The Story of Requisite Variety for Reflective Practitioners

It is a real pity that the idea of Requisite Variety is almost unknown. From my perspective, it is astonishing that almost no one with a degree in business has heard about it, not to talk about many Agile or Lean folks. It is insofar unbelievable, as the whole concept of Requisite Variety offers fundamental insights about systems and how “goal achievement” can be understood. Actually, it should be part of every human being’s repertoire that is involved in an organization (so basically everyone). The whole idea of Requisite Variety could be compared to the insights of the Laws of Motion from Isaac Newton. Therefore I dare to claim that the knowledge of Ashby’s Law of Requisite Variety is for a business person of the same importance as Newton’s insights about Gravity for a physics researcher. I still do not understand why this relatively simple concept is not part of every business or economics school in the world – from Harvard to Frankfurt?!
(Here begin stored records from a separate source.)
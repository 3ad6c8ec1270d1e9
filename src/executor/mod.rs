//! Executor dispatch.
//!
//! Routes a task to the handler registered for its type, checks that the
//! artifacts it consumes exist, records the artifact it produces and turns
//! every outcome into an [`ExecutionResult`]. Errors never escape
//! [`TaskExecutor::execute_task`].

mod handlers;

pub use handlers::{ContentHandler, RenderHandler, SearchHandler, ValidateHandler};

use std::collections::HashMap;
use std::sync::Arc;
use std::time::Instant;

use async_trait::async_trait;
use serde::{Deserialize, Serialize};
use thiserror::Error;

use crate::artifact::{
    has_all_kinds, latest_of_kind, next_version, Artifact, ArtifactContent, ArtifactKind,
};
use crate::events::{EventSink, ProgressEvent};
use crate::oracle::{ContentOracle, OracleError};
use crate::search::{SearchError, SearchProvider};
use crate::store::ArtifactStore;
use crate::task::{Task, TaskList, TaskType};

/// What a successful task leaves behind.
#[derive(Debug, Clone, PartialEq, Serialize, Deserialize)]
pub struct TaskOutput {
    pub artifact: Artifact,
    /// For refine tasks, the task whose output was refined
    #[serde(default, skip_serializing_if = "Option::is_none")]
    pub refined_task_id: Option<String>,
}

impl TaskOutput {
    pub fn artifact_id(&self) -> &str {
        &self.artifact.id
    }
}

/// Uniform outcome of one task attempt.
#[derive(Debug, Clone)]
pub struct ExecutionResult {
    pub success: bool,
    pub result: Option<TaskOutput>,
    pub error: Option<String>,
    pub execution_time_ms: u64,
}

impl ExecutionResult {
    fn succeeded(output: TaskOutput, started: Instant) -> Self {
        Self {
            success: true,
            result: Some(output),
            error: None,
            execution_time_ms: elapsed_ms(started),
        }
    }

    fn failed(error: String, started: Instant) -> Self {
        Self {
            success: false,
            result: None,
            error: Some(error),
            execution_time_ms: elapsed_ms(started),
        }
    }
}

fn elapsed_ms(started: Instant) -> u64 {
    u64::try_from(started.elapsed().as_millis()).unwrap_or(u64::MAX)
}

#[derive(Debug, Error)]
pub enum ExecutionError {
    #[error("Required artifact missing: {0}")]
    MissingArtifact(ArtifactKind),

    #[error("No handler registered for task type {0}")]
    UnknownTaskType(TaskType),

    #[error("Target task {0} not found")]
    TargetMissing(String),

    #[error("Target task {0} has no result")]
    TargetHasNoResult(String),

    #[error("Refinement not supported for task type: {0}")]
    RefinementUnsupported(TaskType),

    #[error("Invalid input: {0}")]
    InvalidInput(String),

    #[error(transparent)]
    Oracle(#[from] OracleError),

    #[error(transparent)]
    Search(#[from] SearchError),
}

/// Read-only view of the run handed to each handler.
#[derive(Debug, Clone)]
pub struct ExecutionContext<'a> {
    pub session_id: &'a str,
    pub topic: &'a str,
    /// Every artifact produced so far, in write order
    pub artifacts: &'a [Artifact],
    pub task_list: &'a TaskList,
    pub refinement_prompt: Option<String>,
}

impl<'a> ExecutionContext<'a> {
    pub fn new(task_list: &'a TaskList, artifacts: &'a [Artifact]) -> Self {
        Self {
            session_id: &task_list.session_id,
            topic: &task_list.topic,
            artifacts,
            task_list,
            refinement_prompt: None,
        }
    }

    pub fn with_refinement(&self, prompt: impl Into<String>) -> Self {
        Self {
            refinement_prompt: Some(prompt.into()),
            ..self.clone()
        }
    }

    /// Latest payload of `kind`, or [`ExecutionError::MissingArtifact`].
    pub fn require<T>(
        &self,
        kind: ArtifactKind,
        pick: fn(&ArtifactContent) -> Option<&T>,
    ) -> Result<&'a T, ExecutionError>
    where
        T: 'a,
    {
        crate::artifact::latest_with(self.artifacts, pick)
            .ok_or(ExecutionError::MissingArtifact(kind))
    }

    /// Latest payload matched by `pick`, if any.
    pub fn optional<T>(&self, pick: fn(&ArtifactContent) -> Option<&T>) -> Option<&'a T>
    where
        T: 'a,
    {
        crate::artifact::latest_with(self.artifacts, pick)
    }
}

/// Artifact kinds a task type consumes.
///
/// Also used by the control loop to tell whether a task can run yet.
pub fn required_artifacts(task_type: TaskType) -> &'static [ArtifactKind] {
    match task_type {
        TaskType::Configure => &[ArtifactKind::Analysis],
        TaskType::Outline => &[ArtifactKind::CourseConfig],
        TaskType::Script => &[ArtifactKind::Outline, ArtifactKind::CourseConfig],
        TaskType::Theme => &[ArtifactKind::CourseConfig, ArtifactKind::Outline],
        TaskType::Render => &[ArtifactKind::ScriptSet, ArtifactKind::Theme],
        TaskType::Analyze | TaskType::Search | TaskType::Refine | TaskType::Validate => &[],
    }
}

/// Task type whose inputs `task` consumes. Refine tasks inherit their target's.
fn consumed_type(task: &Task, task_list: &TaskList) -> TaskType {
    match task.task_type {
        TaskType::Refine => refine_target_id(task)
            .and_then(|id| task_list.get(id))
            .map(|t| t.task_type)
            .unwrap_or(TaskType::Refine),
        other => other,
    }
}

/// Whether every artifact `task` consumes already exists.
pub fn has_required_artifacts(task: &Task, task_list: &TaskList, artifacts: &[Artifact]) -> bool {
    has_all_kinds(artifacts, required_artifacts(consumed_type(task, task_list)))
}

/// Artifact kinds `task` consumes that do not exist yet.
pub fn missing_artifacts(task: &Task, task_list: &TaskList, artifacts: &[Artifact]) -> Vec<ArtifactKind> {
    required_artifacts(consumed_type(task, task_list))
        .iter()
        .copied()
        .filter(|kind| latest_of_kind(artifacts, *kind).is_none())
        .collect()
}

/// Id of the task a refine or validate task points at.
pub(crate) fn refine_target_id(task: &Task) -> Option<&str> {
    task.parameter_str("task_id")
        .or_else(|| task.parameter_str("taskId"))
}

/// Produces the artifact content for one task type.
#[async_trait]
pub trait TaskHandler: Send + Sync {
    fn task_type(&self) -> TaskType;

    async fn handle(
        &self,
        task: &Task,
        ctx: &ExecutionContext<'_>,
    ) -> Result<ArtifactContent, ExecutionError>;
}

pub struct TaskExecutor {
    handlers: HashMap<TaskType, Arc<dyn TaskHandler>>,
    artifact_store: Arc<dyn ArtifactStore>,
    events: Arc<dyn EventSink>,
}

impl TaskExecutor {
    /// Executor with the built-in handler for every task type.
    pub fn new(
        oracle: Arc<dyn ContentOracle>,
        search: Arc<dyn SearchProvider>,
        artifact_store: Arc<dyn ArtifactStore>,
        events: Arc<dyn EventSink>,
    ) -> Self {
        let mut executor = Self {
            handlers: HashMap::new(),
            artifact_store,
            events: events.clone(),
        };

        for task_type in [
            TaskType::Analyze,
            TaskType::Configure,
            TaskType::Outline,
            TaskType::Script,
            TaskType::Theme,
        ] {
            executor.register(Arc::new(ContentHandler::new(task_type, oracle.clone())));
        }
        executor.register(Arc::new(RenderHandler::new(oracle.clone(), events)));
        executor.register(Arc::new(SearchHandler::new(search)));
        executor.register(Arc::new(ValidateHandler::new(oracle)));
        executor
    }

    /// Install or replace the handler for `handler.task_type()`.
    pub fn register(&mut self, handler: Arc<dyn TaskHandler>) {
        self.handlers.insert(handler.task_type(), handler);
    }

    /// Run one attempt of `task`. Never fails; errors become
    /// `ExecutionResult { success: false, .. }`.
    pub async fn execute_task(&self, task: &Task, ctx: &ExecutionContext<'_>) -> ExecutionResult {
        let started = Instant::now();
        tracing::info!("Executing task {} ({}): {}", task.id, task.task_type, task.description);

        match self.run(task, ctx).await {
            Ok(output) => {
                tracing::info!(
                    "Task {} produced {} in {}ms",
                    task.id,
                    output.artifact.id,
                    started.elapsed().as_millis()
                );
                ExecutionResult::succeeded(output, started)
            }
            Err(e) => {
                tracing::warn!("Task {} failed: {}", task.id, e);
                ExecutionResult::failed(e.to_string(), started)
            }
        }
    }

    async fn run(&self, task: &Task, ctx: &ExecutionContext<'_>) -> Result<TaskOutput, ExecutionError> {
        let (content, refined_task_id) = match task.task_type {
            TaskType::Refine => {
                let (content, target) = self.refine(task, ctx).await?;
                (content, Some(target))
            }
            task_type => {
                check_required(task_type, ctx)?;
                (self.handler(task_type)?.handle(task, ctx).await?, None)
            }
        };

        let kind = content.kind();
        let artifact = Artifact::new(
            format!("art_{}_{}", kind, task.id),
            content,
            next_version(ctx.artifacts, kind),
        );
        self.record(ctx.session_id, &artifact).await;

        Ok(TaskOutput {
            artifact,
            refined_task_id,
        })
    }

    /// Re-run the target's handler with a refinement prompt built from the
    /// reported issues.
    async fn refine(
        &self,
        task: &Task,
        ctx: &ExecutionContext<'_>,
    ) -> Result<(ArtifactContent, String), ExecutionError> {
        let target_id = refine_target_id(task)
            .ok_or_else(|| ExecutionError::InvalidInput("refine task has no task_id".to_string()))?;
        let target = ctx
            .task_list
            .get(target_id)
            .ok_or_else(|| ExecutionError::TargetMissing(target_id.to_string()))?;
        if !target.task_type.is_refinable() {
            return Err(ExecutionError::RefinementUnsupported(target.task_type));
        }
        check_required(target.task_type, ctx)?;

        let issues: Vec<&str> = task
            .parameters
            .get("issues")
            .and_then(|v| v.as_array())
            .map(|a| a.iter().filter_map(|i| i.as_str()).collect())
            .unwrap_or_default();
        let prompt = if issues.is_empty() {
            "Improve the overall quality of the content.".to_string()
        } else {
            format!("Revise the content to address these issues: {}", issues.join("; "))
        };

        tracing::info!("Refining task {} ({}) via {}", target.id, target.task_type, task.id);
        let refined_ctx = ctx.with_refinement(prompt);
        let content = self
            .handler(target.task_type)?
            .handle(target, &refined_ctx)
            .await?;
        Ok((content, target.id.clone()))
    }

    fn handler(&self, task_type: TaskType) -> Result<&Arc<dyn TaskHandler>, ExecutionError> {
        self.handlers
            .get(&task_type)
            .ok_or(ExecutionError::UnknownTaskType(task_type))
    }

    async fn record(&self, session_id: &str, artifact: &Artifact) {
        if let Err(e) = self.artifact_store.put(session_id, artifact).await {
            tracing::error!("Failed to save artifact {}: {}", artifact.id, e);
        }
        self.events.emit(ProgressEvent::ArtifactProduced {
            session_id: session_id.to_string(),
            artifact_id: artifact.id.clone(),
            kind: artifact.kind(),
            version: artifact.version,
        });
    }
}

fn check_required(task_type: TaskType, ctx: &ExecutionContext<'_>) -> Result<(), ExecutionError> {
    match required_artifacts(task_type)
        .iter()
        .find(|kind| latest_of_kind(ctx.artifacts, **kind).is_none())
    {
        Some(kind) => Err(ExecutionError::MissingArtifact(*kind)),
        None => Ok(()),
    }
}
First things first, therefore, let us start with an examination, what variety means. After this introduction, I’ll dive into the concept of Requisite Variety.

What does the term variety mean?

The shortest possible definition: Variety measures the number of possible system states. This description might sound simple, but its impact is powerful: The term offers a measure for complexity. It allows us to use the concept of probabilities (stochastic systems) to deal with “high variety  systems”, also known as complex systems. Furthermore, it allows us to distinguish simple, complicated and chaotic systems since humans usually have only a “feeling” for the above-mentioned problem domains. The term variety enables a “qualitative-quantitative” approach to understand these problem domains and deal with real-life situations.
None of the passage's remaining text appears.